For each line below, check for "derive"; give only the total of lines where it occurs.

=====

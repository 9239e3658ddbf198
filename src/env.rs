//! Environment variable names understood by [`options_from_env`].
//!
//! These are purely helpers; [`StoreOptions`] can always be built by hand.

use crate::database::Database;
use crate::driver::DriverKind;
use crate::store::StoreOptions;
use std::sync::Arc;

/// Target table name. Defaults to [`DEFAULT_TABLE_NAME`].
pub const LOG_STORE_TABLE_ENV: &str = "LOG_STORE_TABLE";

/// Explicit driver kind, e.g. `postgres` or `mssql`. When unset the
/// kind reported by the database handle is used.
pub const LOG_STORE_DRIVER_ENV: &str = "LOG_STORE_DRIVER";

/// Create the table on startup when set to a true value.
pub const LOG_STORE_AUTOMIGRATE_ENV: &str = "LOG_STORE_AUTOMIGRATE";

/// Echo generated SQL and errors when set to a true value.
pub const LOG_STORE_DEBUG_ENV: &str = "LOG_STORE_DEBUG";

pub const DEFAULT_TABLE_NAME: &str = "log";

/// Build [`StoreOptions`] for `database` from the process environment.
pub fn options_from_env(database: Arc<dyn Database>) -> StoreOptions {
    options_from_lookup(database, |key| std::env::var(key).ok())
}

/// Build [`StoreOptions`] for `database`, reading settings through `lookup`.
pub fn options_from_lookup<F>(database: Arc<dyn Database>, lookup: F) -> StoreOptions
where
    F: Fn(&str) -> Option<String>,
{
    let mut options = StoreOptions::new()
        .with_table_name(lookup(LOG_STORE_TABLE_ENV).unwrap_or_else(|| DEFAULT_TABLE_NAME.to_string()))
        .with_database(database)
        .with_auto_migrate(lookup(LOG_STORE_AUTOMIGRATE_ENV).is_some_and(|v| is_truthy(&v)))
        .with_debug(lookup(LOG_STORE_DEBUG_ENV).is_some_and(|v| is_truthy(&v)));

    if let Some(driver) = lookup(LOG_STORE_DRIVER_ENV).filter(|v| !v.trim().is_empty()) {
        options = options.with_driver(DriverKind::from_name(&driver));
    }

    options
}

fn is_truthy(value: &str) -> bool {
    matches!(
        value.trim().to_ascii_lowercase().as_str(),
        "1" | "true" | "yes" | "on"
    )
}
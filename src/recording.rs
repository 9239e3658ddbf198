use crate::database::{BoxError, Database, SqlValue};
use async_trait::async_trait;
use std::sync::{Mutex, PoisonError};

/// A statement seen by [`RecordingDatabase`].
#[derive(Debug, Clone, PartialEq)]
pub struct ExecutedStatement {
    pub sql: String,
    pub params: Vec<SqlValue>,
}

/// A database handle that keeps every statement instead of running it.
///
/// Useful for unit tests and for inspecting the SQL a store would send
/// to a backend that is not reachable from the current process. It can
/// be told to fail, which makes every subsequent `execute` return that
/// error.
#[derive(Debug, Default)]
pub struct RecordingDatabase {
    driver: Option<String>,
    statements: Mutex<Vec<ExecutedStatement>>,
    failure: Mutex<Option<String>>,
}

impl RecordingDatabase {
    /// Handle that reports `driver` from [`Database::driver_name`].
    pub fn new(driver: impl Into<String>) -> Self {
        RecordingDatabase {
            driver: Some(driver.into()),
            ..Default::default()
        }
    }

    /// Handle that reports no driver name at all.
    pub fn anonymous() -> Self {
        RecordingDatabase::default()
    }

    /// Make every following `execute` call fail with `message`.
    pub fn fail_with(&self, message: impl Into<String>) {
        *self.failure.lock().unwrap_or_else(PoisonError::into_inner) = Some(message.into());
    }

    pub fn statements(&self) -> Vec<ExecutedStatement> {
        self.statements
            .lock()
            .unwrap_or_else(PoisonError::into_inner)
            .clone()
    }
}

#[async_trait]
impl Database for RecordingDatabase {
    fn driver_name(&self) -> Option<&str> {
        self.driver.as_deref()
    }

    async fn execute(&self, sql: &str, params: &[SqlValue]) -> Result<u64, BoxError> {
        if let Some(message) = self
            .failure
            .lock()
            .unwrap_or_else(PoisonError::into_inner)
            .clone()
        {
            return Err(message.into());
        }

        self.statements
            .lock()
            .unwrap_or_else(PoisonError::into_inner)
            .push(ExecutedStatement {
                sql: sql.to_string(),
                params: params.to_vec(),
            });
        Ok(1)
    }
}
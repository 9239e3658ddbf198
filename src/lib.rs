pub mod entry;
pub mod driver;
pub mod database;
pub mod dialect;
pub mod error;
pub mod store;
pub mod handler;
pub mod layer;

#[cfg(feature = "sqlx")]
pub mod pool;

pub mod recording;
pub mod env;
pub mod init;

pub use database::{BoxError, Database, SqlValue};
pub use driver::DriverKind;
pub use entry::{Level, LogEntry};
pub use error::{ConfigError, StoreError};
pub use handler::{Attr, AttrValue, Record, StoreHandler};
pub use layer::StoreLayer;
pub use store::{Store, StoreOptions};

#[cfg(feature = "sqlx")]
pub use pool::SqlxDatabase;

=====

# [Answer area]
2